One of the more interesting things I noted was how the German imprint for the Amazing Spider-Man was called "Die Spinne". Y'see, back in 1986, Marvel published the Spider-Man vs. Wolverine one-shot crossover with the "High Tide"storyline. In it, Peter Parker and Logan team up while in East Germany. As he didn't bring his black bodysuit, Peter has to buy a Spider-Man costume from a store. On the back of the outfit, in the middle of the spider logo, are the words "Die Spinne"--English translation: "the Spider". At the time, I was never able to figure out why it was there. And the suit actually showed up years later in another comic after Peter and Mary Jane got married. She moves into his loft apartment and they start paring down the extra costumes so she can have some room for her clothes.
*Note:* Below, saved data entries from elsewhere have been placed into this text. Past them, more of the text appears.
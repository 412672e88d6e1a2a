//! Part-range planning against the store's multipart limits.

use serde::{Deserialize, Serialize};

/// Smallest allowed size for any part except the last (5 MiB).
pub const MIN_PART_SIZE: u64 = 5 * 1024 * 1024;
/// Largest allowed part size (5 GiB).
pub const MAX_PART_SIZE: u64 = 5 * 1024 * 1024 * 1024;
/// Hard limit on the number of parts in one multipart upload.
pub const MAX_PART_COUNT: u64 = 10_000;
/// Largest object a multipart upload may assemble (5 TiB).
pub const MAX_OBJECT_SIZE: u64 = 5 * 1024 * 1024 * 1024 * 1024;

/// One contiguous byte range of the source file.
///
/// Serialized as-is into the session file; field names are part of the
/// on-disk schema.
#[derive(Debug, Clone, Copy, PartialEq, Eq, Serialize, Deserialize)]
pub struct PartRange {
    /// Part number (1-based, sequential).
    pub number: u32,
    /// Byte offset into the source file.
    pub offset: u64,
    /// Length in bytes; always positive.
    pub length: u64,
}

impl PartRange {
    /// Offset one past the last byte of this range.
    pub fn end(&self) -> u64 {
        self.offset + self.length
    }
}

/// Errors from part-size selection.
#[derive(Debug, thiserror::Error)]
pub enum PlanError {
    /// The object exceeds what a single multipart upload can assemble.
    #[error("object size {size} exceeds the 5 TiB multipart limit")]
    ObjectTooLarge { size: u64 },
}

/// Splits `total_size` bytes into ordered ranges of at most `max_part_size`.
///
/// Ranges are contiguous, start at offset 0, and are numbered from 1; the
/// final range takes the remainder and may be shorter than the rest.
/// Returns an empty plan if `total_size` or `max_part_size` is 0 (callers
/// treat an empty source as an error before planning).
pub fn plan_parts(total_size: u64, max_part_size: u64) -> Vec<PartRange> {
    if total_size == 0 || max_part_size == 0 {
        return Vec::new();
    }

    let capacity = (total_size / max_part_size + 1) as usize;
    let mut out = Vec::with_capacity(capacity);
    let mut offset = 0u64;
    let mut number = 1u32;

    while offset < total_size {
        let length = max_part_size.min(total_size - offset);
        out.push(PartRange {
            number,
            offset,
            length,
        });
        offset += length;
        number += 1;
    }

    out
}

/// Smallest part size >= [`MIN_PART_SIZE`] that keeps the plan within
/// [`MAX_PART_COUNT`] parts.
///
/// Uses ceiling division; flooring here can plan one part over the limit
/// for sizes just above an exact multiple.
pub fn minimal_part_size(total_size: u64) -> Result<u64, PlanError> {
    if total_size > MAX_OBJECT_SIZE {
        return Err(PlanError::ObjectTooLarge { size: total_size });
    }
    Ok(MIN_PART_SIZE.max(total_size.div_ceil(MAX_PART_COUNT)))
}
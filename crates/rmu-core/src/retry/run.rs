//! Retry loop: run a store call until success or the policy says stop.

use super::classify;
use super::policy::{RetryDecision, RetryPolicy};
use crate::store::StoreError;

/// Runs a store call until it succeeds or the retry policy says to stop.
/// On a retryable failure, sleeps for the backoff duration then tries again.
pub fn run_with_retry<T, F>(policy: &RetryPolicy, mut f: F) -> Result<T, StoreError>
where
    F: FnMut() -> Result<T, StoreError>,
{
    let mut attempt = 1u32;
    loop {
        match f() {
            Ok(value) => return Ok(value),
            Err(e) => {
                let kind = classify::classify(&e);
                match policy.decide(attempt, kind) {
                    RetryDecision::NoRetry => return Err(e),
                    RetryDecision::RetryAfter(delay) => {
                        tracing::warn!(
                            attempt,
                            delay_ms = delay.as_millis() as u64,
                            error = %e,
                            "store call failed; retrying"
                        );
                        std::thread::sleep(delay);
                        attempt += 1;
                    }
                }
            }
        }
    }
}
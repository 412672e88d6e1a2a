use std::time::Duration;

/// High-level classification of a store error for retry purposes.
#[derive(Debug, Clone, Copy, PartialEq, Eq)]
pub enum ErrorKind {
    /// The call timed out (connect/read).
    Timeout,
    /// The store asked us to slow down (e.g. 429, 503).
    Throttled,
    /// Network-level failure (connection reset, DNS, etc.).
    Connection,
    /// Server-side status that is retryable but not throttling (5xx).
    ServerError(u16),
    /// Anything else; not retried.
    Other,
}

/// Decision returned by the retry policy.
#[derive(Debug, Clone, Copy, PartialEq, Eq)]
pub enum RetryDecision {
    /// Do not retry this error.
    NoRetry,
    /// Retry after the given delay.
    RetryAfter(Duration),
}

/// Exponential backoff policy with caps. Defaults match a conservative
/// interactive run; the config file's `[retry]` section overrides them.
#[derive(Debug, Clone, Copy)]
pub struct RetryPolicy {
    /// Maximum number of attempts (including the first).
    pub max_attempts: u32,
    /// Base delay for backoff.
    pub base_delay: Duration,
    /// Upper bound on backoff delay.
    pub max_delay: Duration,
}

impl Default for RetryPolicy {
    fn default() -> Self {
        Self {
            max_attempts: 5,
            base_delay: Duration::from_millis(250),
            max_delay: Duration::from_secs(30),
        }
    }
}

impl RetryPolicy {
    /// Computes the next backoff delay for a given attempt and error kind.
    ///
    /// `attempt` is 1-based (1 = first attempt). Returns `NoRetry` when the
    /// error kind is not transient or attempts are exhausted.
    pub fn decide(&self, attempt: u32, kind: ErrorKind) -> RetryDecision {
        if attempt >= self.max_attempts {
            return RetryDecision::NoRetry;
        }

        match kind {
            ErrorKind::Other => RetryDecision::NoRetry,
            ErrorKind::Timeout
            | ErrorKind::Throttled
            | ErrorKind::Connection
            | ErrorKind::ServerError(_) => {
                let exp = 1u32 << attempt.saturating_sub(1).min(8);
                let delay = self.base_delay.saturating_mul(exp).min(self.max_delay);
                RetryDecision::RetryAfter(delay)
            }
        }
    }
}
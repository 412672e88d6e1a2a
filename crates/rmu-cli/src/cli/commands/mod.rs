//! Command handlers for the RMU CLI.

mod etag;
mod resume;
mod status;
mod upload;

pub use etag::run_etag;
pub use resume::run_resume_upload;
pub use status::run_status;
pub use upload::run_upload;

use anyhow::{Context, Result};
use rmu_core::config::{self, RmuConfig};
use rmu_core::store::fs::FsObjectStore;

/// Opens the configured object-store backend: the local directory store,
/// rooted at `store_root` from config or the XDG data dir. Network
/// backends plug in behind the same trait.
pub(crate) fn open_store(cfg: &RmuConfig) -> Result<FsObjectStore> {
    let root = match &cfg.store_root {
        Some(root) => root.clone(),
        None => config::default_store_root()?,
    };
    FsObjectStore::open(&root)
        .with_context(|| format!("open object store at {}", root.display()))
}
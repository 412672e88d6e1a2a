//! `rmu etag` – expected composite etag of a local file.

use anyhow::{Context, Result};
use rmu_core::{etag, planner};
use std::path::Path;

pub fn run_etag(file: &Path, part_size: Option<u64>) -> Result<()> {
    let part_size = match part_size {
        Some(size) => size,
        None => {
            let meta = std::fs::metadata(file)
                .with_context(|| format!("stat {}", file.display()))?;
            planner::minimal_part_size(meta.len())?
        }
    };

    let composite = etag::local_multipart_etag(file, part_size)
        .with_context(|| format!("digest {}", file.display()))?;
    println!("{composite}");
    Ok(())
}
The first suit they pull out of the closet is the German suit from the crossover issue.

So, some thirty-plus years later, after learning about the German imprint of Amazing Spider-Man, why the suit from Spider-Man vs. Wolverine had the words "Die Spinne" printed on the back all made sense. And I have to admit that it was a pretty neat Easter egg at the time for all of those in the know back then.

Another standout for me over the weekend was the indie comic production and self-publishing panels. These weren't as well attended as I they should have been, but the small numbers did lead to some very interesting interactions between the crowd and panelists. In both panels, they were very interested in hearing about my animation work, as much as I was in their graphic design and publishing experience. Still, I would gladly have sacrificed some of that interaction if it meant that more kids who want to get into comics would've been able to hear some of the great advice and experiences that the panelists were giving away.
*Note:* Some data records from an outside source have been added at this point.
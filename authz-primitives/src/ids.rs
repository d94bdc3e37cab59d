//! Record identifier types.

use std::fmt::{self, Display, Formatter};
use std::str::FromStr;

use serde::{Deserialize, Serialize};
use uuid::Uuid;

use crate::Error;

macro_rules! record_id {
    ($(#[$meta:meta])* $name:ident) => {
        $(#[$meta])*
        #[derive(Clone, Copy, Debug, Eq, Hash, PartialEq, Ord, PartialOrd, Serialize, Deserialize)]
        #[serde(transparent)]
        pub struct $name(Uuid);

        impl $name {
            /// Generates a random identifier.
            #[must_use]
            pub fn random() -> Self {
                Self(Uuid::new_v4())
            }

            /// Creates an identifier from an existing UUID.
            #[must_use]
            pub const fn from_uuid(uuid: Uuid) -> Self {
                Self(uuid)
            }

            /// Returns the underlying UUID.
            #[must_use]
            pub const fn as_uuid(self) -> Uuid {
                self.0
            }
        }

        impl Display for $name {
            fn fmt(&self, f: &mut Formatter<'_>) -> fmt::Result {
                Display::fmt(&self.0, f)
            }
        }

        impl From<Uuid> for $name {
            fn from(value: Uuid) -> Self {
                Self(value)
            }
        }

        impl From<$name> for Uuid {
            fn from(value: $name) -> Self {
                value.0
            }
        }

        impl FromStr for $name {
            type Err = Error;

            fn from_str(s: &str) -> Result<Self, Self::Err> {
                let uuid = Uuid::parse_str(s).map_err(Error::from)?;
                Ok(Self::from_uuid(uuid))
            }
        }
    };
}

record_id! {
    /// Identifier of a staffing agency.
    AgencyId
}

record_id! {
    /// Identifier of an employer company.
    CompanyId
}

record_id! {
    /// Identifier of a person record. Every actor is backed by one.
    PersonId
}

record_id! {
    /// Identifier of a job posting.
    JobId
}

#[cfg(test)]
mod tests {
    use super::*;

    #[test]
    fn round_trip_person_id() {
        let id = PersonId::random();
        let parsed = id.to_string().parse::<PersonId>().expect("parse");
        assert_eq!(id, parsed);
    }

    #[test]
    fn malformed_id_is_rejected() {
        let err = "not-a-uuid".parse::<AgencyId>().expect_err("should fail");
        assert!(matches!(err, Error::InvalidId { .. }));
    }

    #[test]
    fn ids_serialize_as_bare_uuid() {
        let uuid = Uuid::new_v4();
        let json = serde_json::to_string(&CompanyId::from_uuid(uuid)).unwrap();
        assert_eq!(json, format!("\"{uuid}\""));
    }
}
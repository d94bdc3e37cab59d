//! Rules guarding agency records.

use authz_primitives::{Action, Actor, ResourceKind, Role};

use super::{Clause, RuleSet};
use crate::resolver::RelationshipFacts;

const ADMIN_OF_AGENCY: Clause = Clause::new("agency_admin_of_same_agency", admin_of_agency);

static ADMIN_ONLY: [Clause; 1] = [ADMIN_OF_AGENCY];

/// Access rules for [`Agency`](authz_primitives::Agency) targets.
///
/// Only an admin of the agency itself may view, edit, or land on its home
/// page. Agencies are never destroyed through the application, and profile
/// actions do not apply.
#[derive(Debug, Clone, Copy, Default)]
pub struct AgencyPolicy;

impl RuleSet for AgencyPolicy {
    fn kind(&self) -> ResourceKind {
        ResourceKind::Agency
    }

    fn clauses(&self, action: Action) -> &[Clause] {
        match action {
            Action::Show | Action::Edit | Action::Update | Action::Home => &ADMIN_ONLY,
            Action::Destroy | Action::EditProfile | Action::UpdateProfile => &[],
        }
    }
}

fn admin_of_agency(actor: &Actor, facts: &RelationshipFacts) -> bool {
    actor.role() == Role::AgencyAdmin && facts.same_agency
}

#[cfg(test)]
mod tests {
    use authz_primitives::{Agency, AgencyId, PersonId};

    use super::*;

    #[test]
    fn only_own_admin_may_edit() {
        let agency = Agency::new(AgencyId::random(), "Metplus");
        let admin = Actor::agency_staff(PersonId::random(), Role::AgencyAdmin, agency.id()).unwrap();
        let foreign =
            Actor::agency_staff(PersonId::random(), Role::AgencyAdmin, AgencyId::random()).unwrap();
        let manager =
            Actor::agency_staff(PersonId::random(), Role::CaseManager, agency.id()).unwrap();

        let decide = |actor: &Actor, action| {
            let facts = RelationshipFacts::resolve(actor, &agency);
            AgencyPolicy.decide(actor, action, &facts).is_allow()
        };

        assert!(decide(&admin, Action::Show));
        assert!(decide(&admin, Action::Edit));
        assert!(decide(&admin, Action::Update));
        assert!(decide(&admin, Action::Home));
        assert!(!decide(&admin, Action::Destroy));
        assert!(!decide(&admin, Action::EditProfile));
        assert!(!decide(&admin, Action::UpdateProfile));
        assert!(!decide(&foreign, Action::Show));
        assert!(!decide(&foreign, Action::Home));
        assert!(!decide(&foreign, Action::Edit));
        assert!(!decide(&manager, Action::Show));
    }
}
//! Relationship facts between an actor and a target.
//!
//! Facts are derived from the hydrated records alone. Missing affiliations
//! resolve to `false`; nothing here can fail.

use authz_primitives::{Actor, OrgScope};

/// Boolean organizational facts consumed by rule clauses.
#[derive(Debug, Clone, Copy, Default, PartialEq, Eq)]
#[allow(clippy::struct_excessive_bools)]
pub struct RelationshipFacts {
    /// Actor works for the company that owns the target.
    pub same_company: bool,
    /// Actor's agency serves the company that owns the target.
    pub agency_related: bool,
    /// Actor works for the agency the target is.
    pub same_agency: bool,
    /// Actor and target are the same person record.
    pub is_self: bool,
}

impl RelationshipFacts {
    /// Resolves every fact for `actor` against `target`.
    #[must_use]
    pub fn resolve<T>(actor: &Actor, target: &T) -> Self
    where
        T: OrgScope + ?Sized,
    {
        Self {
            same_company: same_company(actor, target),
            agency_related: agency_related(actor, target),
            same_agency: same_agency(actor, target),
            is_self: is_self(actor, target),
        }
    }
}

/// True iff the actor has a company and it owns the target.
#[must_use]
pub fn same_company<T: OrgScope + ?Sized>(actor: &Actor, target: &T) -> bool {
    match (actor.company(), target.company()) {
        (Some(mine), Some(theirs)) => mine == theirs.id(),
        _ => false,
    }
}

/// True iff the actor has an agency listed among the target company's agencies.
#[must_use]
pub fn agency_related<T: OrgScope + ?Sized>(actor: &Actor, target: &T) -> bool {
    match (actor.agency(), target.company()) {
        (Some(agency), Some(company)) => company.is_served_by(agency),
        _ => false,
    }
}

/// True iff the actor has an agency and the target is, or belongs to, it.
#[must_use]
pub fn same_agency<T: OrgScope + ?Sized>(actor: &Actor, target: &T) -> bool {
    match (actor.agency(), target.agency()) {
        (Some(mine), Some(theirs)) => mine == theirs,
        _ => false,
    }
}

/// True iff the actor is the target's own person record.
#[must_use]
pub fn is_self<T: OrgScope + ?Sized>(actor: &Actor, target: &T) -> bool {
    target.person() == Some(actor.id())
}

#[cfg(test)]
mod tests {
    use authz_primitives::{Agency, AgencyId, Company, CompanyId, CompanyPerson, PersonId, Role};

    use super::*;

    struct Fixture {
        agency: AgencyId,
        company: Company,
        target: CompanyPerson,
    }

    fn fixture() -> Fixture {
        let agency = AgencyId::random();
        let company = Company::new(CompanyId::random(), "Widgets", [agency]);
        let person =
            Actor::company_staff(PersonId::random(), Role::CompanyPerson, company.id()).unwrap();
        let target = CompanyPerson::new(person, company.clone()).unwrap();
        Fixture {
            agency,
            company,
            target,
        }
    }

    #[test]
    fn company_admin_of_owner_is_same_company() {
        let f = fixture();
        let admin =
            Actor::company_staff(PersonId::random(), Role::CompanyAdmin, f.company.id()).unwrap();
        let facts = RelationshipFacts::resolve(&admin, &f.target);

        assert!(facts.same_company);
        assert!(!facts.agency_related);
        assert!(!facts.is_self);
    }

    #[test]
    fn serving_agency_is_related() {
        let f = fixture();
        let staff = Actor::agency_staff(PersonId::random(), Role::JobDeveloper, f.agency).unwrap();
        let outsider =
            Actor::agency_staff(PersonId::random(), Role::JobDeveloper, AgencyId::random())
                .unwrap();

        assert!(RelationshipFacts::resolve(&staff, &f.target).agency_related);
        assert_eq!(
            RelationshipFacts::resolve(&outsider, &f.target),
            RelationshipFacts::default()
        );
    }

    #[test]
    fn person_is_self_only_against_own_record() {
        let f = fixture();
        let own = f.target.as_actor().clone();
        let facts = RelationshipFacts::resolve(&own, &f.target);
        assert!(facts.is_self && facts.same_company);

        let colleague =
            Actor::company_staff(PersonId::random(), Role::CompanyPerson, f.company.id()).unwrap();
        assert!(!RelationshipFacts::resolve(&colleague, &f.target).is_self);
    }

    #[test]
    fn job_seekers_resolve_nothing() {
        let f = fixture();
        let seeker = Actor::job_seeker(PersonId::random());
        assert_eq!(
            RelationshipFacts::resolve(&seeker, &f.target),
            RelationshipFacts::default()
        );
    }

    #[test]
    fn agency_staff_match_their_own_agency() {
        let agency = Agency::new(AgencyId::random(), "Metplus");
        let admin = Actor::agency_staff(PersonId::random(), Role::AgencyAdmin, agency.id()).unwrap();
        let facts = RelationshipFacts::resolve(&admin, &agency);

        assert!(facts.same_agency);
        assert!(!facts.agency_related);
    }
}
Well, as with any convention nowadays, the cosplayers were out in force. I found one of the X-Men walking around: Cyclops, from the early 1990's--one of my favorite periods of time where Marvel was producing some of the best written, best drawn issues of the series; due in large part to folks like Chris Claremont, Mark Silvestri, and Jim Lee.

And you know you have to get a photo when you purchase a poster for Arcane and you walk around the corner just in time to come face-to-face with K/DA Ahri! As much as I love to see K/DA or True Damage characters from League of Legends, I have to admit that I'm a little crestfallen that I don't see more people cosplaying the characters from Arcane. You see Jinx and Vi every so often, but the costume design was so amazing, I'd love to see a Jayce or Mel Medarda walking around in formal outfits.

"I'll show you what I'm made of
Rise to the occasion
Got fears, but I face them, oh-oh"

While it's my policy to purchase something from a vendor or two and some art from the independent artists/writers if at all possible, I did stick to my budget for the con. Though I have some regrets when I saw some of the amazing artwork that was for sale at the silent auction. Think I'll set aside some extra cash during the year just to bid on an illustration or two next year. Or, maybe spring for the VIP ticket and attend the "Drink-and-Draw" event to do a little creating of my own.

"Yep, He is Groot!"

In the end, Capital City Comic Con is a great example of a local convention. With so much attention going to larger cons like Gen Con or San Diego Comic Con, it's refreshing to see local cons like C4 who are able to provide an excellent experience in our home towns. I'm already looking forward to next year (and planning out my budget).